7. Outsourced assembly and test (OSAT) — back-end

For products that ship as packaged dies (pluggable transceivers, CPO substrates, chiplet packages), GF’s customers typically use OSAT partners:

  • ASE (Advanced Semiconductor Engineering, Taiwan) — common photonics OSAT partner
  • Amkor (US-Korean) — photonics OSAT
  • Powertech Technology — photonics OSAT
  • Coherent / Lumentum / specialty photonics packaging houses — sometimes integrated into the customer’s own back-end
  • PHIX Photonics Assembly (Netherlands) — specialty photonic packaging
  • Alter Technology — specialty photonic packaging

The customer (Marvell, Broadcom, Ayar Labs, etc.) generally selects the OSAT — GF’s involvement ends at die / wafer dispatch. This means GF’s photonics value-chain capture is per-die fab revenue plus any in-house wafer-level test value-add; volume packaging value flows downstream.

⚠ Specific OSAT relationships per Fotonix customer are not publicly granular.


8. AMF Singapore supply chain (post-acquisition integration)

The Nov 2025 AMF acquisition added a 200mm fab supply chain to GF. AMF’s pre-acquisition supply chain included:

  • 200mm SOI from Soitec / Shin-Etsu (industry-standard)
  • Process gases and chemistries via Singapore industrial-supply chain (Air Liquide Singapore, Linde Singapore, others)
  • Mask-shop services via regional Asia-Pacific suppliers and possibly internal GF mask shop post-integration
  • Photonic test infrastructure inherited from AMF; integration with GF’s broader test capability is in progress

⚠ Post-acquisition supply-chain consolidation status is in progress; specifics not publicly disclosed.


9. Geopolitical and resilience considerations

GF’s photonics supply chain is structurally less exposed to Taiwan / China geopolitical risk than TSMC’s:

  • 300mm SOI (Soitec) — France-based; not Taiwan-China dependent
  • Capital equipment — ASML (Netherlands), AMAT (US), Lam (US), TEL (Japan), KLA (US) — diversified geographically
  • Process gases / chemicals — multi-region Air Liquide / Linde / Showa Denko / Versum
  • Wafer-level test — multi-region

The modulator-IP polymer supply is a relatively new line item:

  • LWLG Perkinamine is manufactured in Englewood CO (per LWLG KB) — fully US-based, rare-earth-free supply chain
  • NLM Selerion materials supply is from NLM Photonics (US-based startup, Seattle area)
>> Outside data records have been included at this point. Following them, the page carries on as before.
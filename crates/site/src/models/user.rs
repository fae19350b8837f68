//! User domain types.

use chrono::{DateTime, Utc};
use serde::Serialize;

use chequealo_core::{Email, UserId};

/// Name shown on reviews when a user has neither display name nor e-mail.
pub const ANONYMOUS_REVIEWER: &str = "Anónimo";

/// A site account.
#[derive(Debug, Clone, PartialEq, Eq, Serialize, sqlx::FromRow)]
pub struct User {
    pub id: UserId,
    pub email: Email,
    pub display_name: Option<String>,
    pub created_at: DateTime<Utc>,
    pub updated_at: DateTime<Utc>,
}

impl User {
    /// Name recorded on the user's reviews.
    ///
    /// Display name if set, otherwise the local part of the e-mail address.
    #[must_use]
    pub fn reviewer_name(&self) -> String {
        reviewer_name(self.display_name.as_deref(), Some(&self.email))
    }
}

/// Resolve a reviewer name from whatever the account provides.
#[must_use]
pub fn reviewer_name(display_name: Option<&str>, email: Option<&Email>) -> String {
    display_name
        .map(str::trim)
        .filter(|name| !name.is_empty())
        .or_else(|| email.map(Email::local_part))
        .unwrap_or(ANONYMOUS_REVIEWER)
        .to_string()
}

/// Aggregate numbers shown on a user's profile.
#[derive(Debug, Clone, Copy, PartialEq, Serialize, sqlx::FromRow)]
pub struct ProfileStats {
    pub review_count: i64,
    pub favorite_count: i64,
    /// Mean of the ratings this user has given, 0 when none.
    pub average_given_rating: f64,
}
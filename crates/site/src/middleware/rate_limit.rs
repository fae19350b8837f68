//! Rate limiting middleware using governor and `tower_governor`.
//!
//! - `auth_rate_limiter`: Strict limits for register/login (~10/min)
//! - `write_rate_limiter`: Relaxed limits for API writes (~100/min)

use std::net::{IpAddr, SocketAddr};
use std::sync::Arc;

use axum::extract::ConnectInfo;
use axum::http::Request;
use governor::clock::QuantaInstant;
use governor::middleware::NoOpMiddleware;
use tower_governor::{GovernorError, GovernorLayer, governor::GovernorConfigBuilder};

/// Client IP from proxy headers, falling back to the socket peer address.
#[derive(Clone, Copy)]
pub struct ClientIpKeyExtractor;

impl tower_governor::key_extractor::KeyExtractor for ClientIpKeyExtractor {
    type Key = IpAddr;

    fn extract<T>(&self, req: &Request<T>) -> Result<Self::Key, GovernorError> {
        let headers = req.headers();

        // X-Forwarded-For (first IP in the chain)
        if let Some(ip) = headers
            .get("x-forwarded-for")
            .and_then(|v| v.to_str().ok())
            .and_then(|s| s.split(',').next())
            .and_then(|s| s.trim().parse::<IpAddr>().ok())
        {
            return Ok(ip);
        }

        if let Some(ip) = headers
            .get("x-real-ip")
            .and_then(|v| v.to_str().ok())
            .and_then(|s| s.trim().parse::<IpAddr>().ok())
        {
            return Ok(ip);
        }

        req.extensions()
            .get::<ConnectInfo<SocketAddr>>()
            .map(|ConnectInfo(addr)| addr.ip())
            .ok_or(GovernorError::UnableToExtractKey)
    }
}

/// Rate limiter layer type for Axum.
pub type RateLimiterLayer =
    GovernorLayer<ClientIpKeyExtractor, NoOpMiddleware<QuantaInstant>, axum::body::Body>;

/// Create rate limiter for auth endpoints: ~10 requests per minute per IP.
///
/// Configuration: 1 request every 6 seconds (replenish), burst of 5.
///
/// # Panics
///
/// This function will not panic. The configuration uses only valid positive
/// integers (`per_second(6)` and `burst_size(5)`), which are always accepted
/// by `GovernorConfigBuilder`.
#[must_use]
pub fn auth_rate_limiter() -> RateLimiterLayer {
    let config = GovernorConfigBuilder::default()
        .key_extractor(ClientIpKeyExtractor)
        .per_second(6)
        .burst_size(5)
        .finish()
        .expect("rate limiter config with per_second(6) and burst_size(5) is valid");
    GovernorLayer::new(Arc::new(config))
}

/// Create rate limiter for API writes: ~100 requests per minute per IP.
///
/// Configuration: 1 request per second (replenish), burst of 50.
///
/// # Panics
///
/// This function will not panic. The configuration uses only valid positive
/// integers (`per_second(1)` and `burst_size(50)`), which are always accepted
/// by `GovernorConfigBuilder`.
#[must_use]
pub fn write_rate_limiter() -> RateLimiterLayer {
    let config = GovernorConfigBuilder::default()
        .key_extractor(ClientIpKeyExtractor)
        .per_second(1)
        .burst_size(50)
        .finish()
        .expect("rate limiter config with per_second(1) and burst_size(50) is valid");
    GovernorLayer::new(Arc::new(config))
}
This US-domestic supply for the polymer chemistry is a structural alignment with CHIPS Act priorities — the entire AI-photonics value chain from polymer chemistry through GF Fab 8 wafer fab can run on US supply.


10. Open audit items

  1. Soitec-GF SOI volume / contract terms for Fotonix.
  2. Specific gas / chemistry supplier allocations for Fotonix process steps.
  3. Mask-shop in-house vs outsourced share for Fotonix.
  4. AMF Singapore supply-chain consolidation timeline post-acquisition.
  5. OSAT partner relationships per Fotonix customer.
  6. Photonic test capacity scaling plan as customer volumes grow.